Melukis Jepang di Nihon No Matsuri

Oleh: Tetsuko Eika

Ditemani lagu semangatnya Fukuyama Masaharu  yang berjudul Hello, saya menulis tulisan ini. Hmm, sebenarnya kisah perjalanan ini sudah cukup lama terjadi, tapi baru sempat saya tuliskan sekarang. Hehe, gomen ne minna…  baiklah… let’s to write!😀

***

Torii si gate

Siang itu sebenarnya cukup mendung. Awan-awan kelabu mulai berarak dengan rapi. Berhimpun lalu bergumpal-gumpal, seperti oase kesedihan. Cee ile, lebaay. Hehe. Pokoknya hari itu hari Minggu, 11 Desember 2011. Ba’da dzuhur, dengan matic putih kebanggaan saya, lekas-lekas saya tancap gas.

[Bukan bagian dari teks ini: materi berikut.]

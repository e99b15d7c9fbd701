//! utilities used for testing
#![allow(clippy::missing_inline_in_public_items)]

use std::{
    collections::HashSet,
    path::{Path, PathBuf},
    sync::Mutex,
};

use crate::{
    errors::ServiceError,
    metadata::{BIRDS_SHEET, BirdEntry, MetadataStore, TAGS_SHEET, TagSet, workbook::MemoryWorkbook},
    photo::{PhotoDetails, PhotoRecord},
    service::{Album, AlbumId, PhotoId, PhotoService},
};

/// A `Birds` sheet: a header row followed by `rows`.
#[must_use]
pub fn birds_sheet(rows: &[&[&str]]) -> Vec<Vec<String>> {
    sheet(&[&["Code", "Name", "Name (en)", "Scientific name"]], rows)
}

/// A `Tags` sheet: two header rows followed by `rows`.
#[must_use]
pub fn tags_sheet(rows: &[&[&str]]) -> Vec<Vec<String>> {
    sheet(&[&["Code", "Tags"], &["", "(one per column)"]], rows)
}

fn sheet(header: &[&[&str]], rows: &[&[&str]]) -> Vec<Vec<String>> {
    header
        .iter()
        .chain(rows)
        .map(|row| row.iter().map(ToString::to_string).collect())
        .collect()
}

#[must_use]
pub fn blue_tit() -> BirdEntry {
    BirdEntry {
        code: "B1".into(),
        common_name_a: "Blåmes".into(),
        common_name_b: "Blue Tit".into(),
        scientific_name: "Cyanistes caeruleus".into(),
    }
}

#[must_use]
pub fn forest_winter() -> TagSet {
    TagSet {
        code: "T1".into(),
        tags: vec!["forest".into(), "winter".into()],
    }
}

/// A workbook with birds `B1` and `B2`, and tag codes `T1`, `T2`, and the empty `T0`.
#[must_use]
pub fn sample_workbook() -> MemoryWorkbook {
    MemoryWorkbook::new()
        .with_sheet(
            BIRDS_SHEET,
            birds_sheet(&[
                &["B1", "Blåmes", "Blue Tit", "Cyanistes caeruleus"],
                &["B2", "Talgoxe", "Great Tit", "Parus major"],
            ]),
        )
        .with_sheet(
            TAGS_SHEET,
            tags_sheet(&[&["T1", "forest", "winter"], &["T2", "garden"], &["T0"]]),
        )
}

/// # Panics
///
/// Panics if the sample workbook is rejected.
#[must_use]
pub fn sample_store() -> MetadataStore {
    MetadataStore::from_workbook(&mut sample_workbook()).unwrap()
}

/// The details of a `T1` photo of the given bird from [`sample_store`].
///
/// # Panics
///
/// Panics if `bird_code` isn't one of the sample birds.
#[must_use]
pub fn details(file: &str, bird_code: &str) -> PhotoDetails {
    let store = sample_store();
    PhotoRecord::from_metadata(
        file.into(),
        store.bird(bird_code).unwrap(),
        store.tag_set("T1").unwrap(),
    )
    .into_valid()
    .unwrap()
}

/// Create an empty file, along with any missing parent directories.
///
/// # Panics
///
/// Panics if the file cannot be created.
pub fn touch(path: &Path) {
    if let Some(parent) = path.parent() {
        std::fs::create_dir_all(parent).unwrap();
    }
    std::fs::write(path, b"").unwrap();
}

/// A call made to the [`MockService`].
#[derive(Clone, Debug, PartialEq, Eq)]
pub enum Call {
    ListAlbums,
    UploadPhoto {
        file: PathBuf,
        title: String,
    },
    CreateAlbum {
        title: String,
        description: String,
        cover: PhotoId,
    },
    AddPhoto {
        album: AlbumId,
        photo: PhotoId,
    },
    ReorderAlbum(AlbumId),
}

impl Call {
    #[must_use]
    pub const fn is_mutating(&self) -> bool {
        !matches!(self, Self::ListAlbums)
    }
}

#[derive(Debug, Default)]
struct MockState {
    albums: Vec<Album>,
    calls: Vec<Call>,
    photos_uploaded: usize,
    albums_created: usize,
    failing_uploads: HashSet<String>,
    fail_listing: bool,
    fail_adds: bool,
    fail_creates: bool,
    fail_reorders: bool,
    hide_created_albums: bool,
}

/// An in-memory photo service that records every call made to it.
///
/// Photos get the ids `photo-1`, `photo-2`, ... and created albums `album-1`, `album-2`, ...
#[derive(Debug, Default)]
pub struct MockService {
    state: Mutex<MockState>,
}

impl MockService {
    /// A service that already has the given `(title, id)` albums.
    #[must_use]
    pub fn with_albums(albums: &[(&str, &str)]) -> Self {
        let service = Self::default();
        for (title, id) in albums {
            service.add_album(title, id);
        }
        service
    }

    fn state(&self) -> std::sync::MutexGuard<'_, MockState> {
        self.state.lock().unwrap()
    }

    /// Make an album appear on the service, as if created by someone else.
    pub fn add_album(&self, title: &str, id: &str) {
        self.state().albums.push(Album {
            title: title.into(),
            id: id.into(),
        });
    }

    /// Fail uploads of files with this file name.
    pub fn fail_upload_of(&self, file_name: &str) {
        self.state().failing_uploads.insert(file_name.into());
    }

    pub fn fail_listing(&self) {
        self.state().fail_listing = true;
    }

    pub fn fail_adds(&self) {
        self.state().fail_adds = true;
    }

    pub fn fail_creates(&self) {
        self.state().fail_creates = true;
    }

    pub fn fail_reorders(&self) {
        self.state().fail_reorders = true;
    }

    /// Albums created from now on are not returned by `list_albums`.
    pub fn hide_created_albums(&self) {
        self.state().hide_created_albums = true;
    }

    #[must_use]
    pub fn calls(&self) -> Vec<Call> {
        self.state().calls.clone()
    }

    #[must_use]
    pub fn mutating_calls(&self) -> usize {
        self.state().calls.iter().filter(|c| c.is_mutating()).count()
    }

    /// Titles of every album creation attempted, in order.
    #[must_use]
    pub fn created_albums(&self) -> Vec<String> {
        self.state()
            .calls
            .iter()
            .filter_map(|call| match call {
                Call::CreateAlbum { title, .. } => Some(title.clone()),
                _ => None,
            })
            .collect()
    }

    #[must_use]
    pub fn reordered_albums(&self) -> Vec<AlbumId> {
        self.state()
            .calls
            .iter()
            .filter_map(|call| match call {
                Call::ReorderAlbum(id) => Some(id.clone()),
                _ => None,
            })
            .collect()
    }
}

impl PhotoService for MockService {
    async fn list_albums(&self) -> Result<Vec<Album>, ServiceError> {
        let mut state = self.state();
        state.calls.push(Call::ListAlbums);
        if state.fail_listing {
            return Err(ServiceError::Rejected("listing albums is broken".into()));
        }
        Ok(state.albums.clone())
    }

    async fn upload_photo(
        &self,
        file: &Path,
        title: &str,
        _description: &str,
        _tags: &[String],
    ) -> Result<PhotoId, ServiceError> {
        let mut state = self.state();
        state.calls.push(Call::UploadPhoto {
            file: file.to_path_buf(),
            title: title.into(),
        });
        let file_name = file
            .file_name()
            .map(|name| name.to_string_lossy().into_owned())
            .unwrap_or_default();
        if state.failing_uploads.contains(&file_name) {
            return Err(ServiceError::Rejected(format!("{file_name} is broken")));
        }
        state.photos_uploaded += 1;
        Ok(PhotoId(format!("photo-{}", state.photos_uploaded)))
    }

    async fn create_album(
        &self,
        title: &str,
        description: &str,
        cover: &PhotoId,
    ) -> Result<AlbumId, ServiceError> {
        let mut state = self.state();
        state.calls.push(Call::CreateAlbum {
            title: title.into(),
            description: description.into(),
            cover: cover.clone(),
        });
        if state.fail_creates {
            return Err(ServiceError::Status {
                status: 500,
                body: "creating albums is broken".into(),
            });
        }
        state.albums_created += 1;
        let id = AlbumId(format!("album-{}", state.albums_created));
        if !state.hide_created_albums {
            state.albums.push(Album {
                title: title.into(),
                id: id.clone(),
            });
        }
        Ok(id)
    }

    async fn add_photo(&self, album: &AlbumId, photo: &PhotoId) -> Result<(), ServiceError> {
        let mut state = self.state();
        state.calls.push(Call::AddPhoto {
            album: album.clone(),
            photo: photo.clone(),
        });
        if state.fail_adds {
            return Err(ServiceError::Rejected("adding photos is broken".into()));
        }
        Ok(())
    }

    async fn reorder_album(&self, album: &AlbumId) -> Result<(), ServiceError> {
        let mut state = self.state();
        state.calls.push(Call::ReorderAlbum(album.clone()));
        if state.fail_reorders {
            return Err(ServiceError::Rejected("reordering is broken".into()));
        }
        Ok(())
    }
}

Buru-buru meluncur menuju IT Telkom Bandung. Ada nihon no matsuri alias festival Jepang di sana! Tak lupa, si sobat setia, si DSLR turut serta diboyong pula naik white matic. ^_^

Sebenarnya, ini kali pertama saya masuk kampus IT Telkom. Sendirian pula! Maklum single traveller. Si doyan jalan-jalan seorang diri. Hehe. Lucunya, masuk kampus IT Telkom, saya salah parkir motor segala (tepok jidat). Walhasil jarak tempat parkir dengan lokasi nihon no matsuri lumayan jauh. Tapi, no problem deh! Heu…

Sesampainya di lokasi nihon no matsuri, saya menemukan hal unik. Sebuah gate merah yang selalu saja saya temui setiap kali datang ke nihon no matsuri. Seperti saat festival Jepang di FASA UNPAD beberapa bulan yang lalu, lagi-lagi saya menemukan gate seperti yang ada di foto ini:

 Mungkin, di anime-anime atau dorama Jepang, sahabat pernah melihat gate semacam itu. Lalu, dengan otomatisnya, kita mengidentikkan dengan budaya Jepang. Tapi, sebenarnya itu apa sih?? Ada yang tau gak?😀

Gate seperti pada foto disamping itu adalah Torii (鳥居), yaitu bangunan di kuil Shinto yang merupakan pembatas antara kawasan tempat tinggal manusia dengan kawasan suci tempat tinggal Kami (dewa). Selain itu, bangunan ini berfungsi sebagai pintu gerbang kuil.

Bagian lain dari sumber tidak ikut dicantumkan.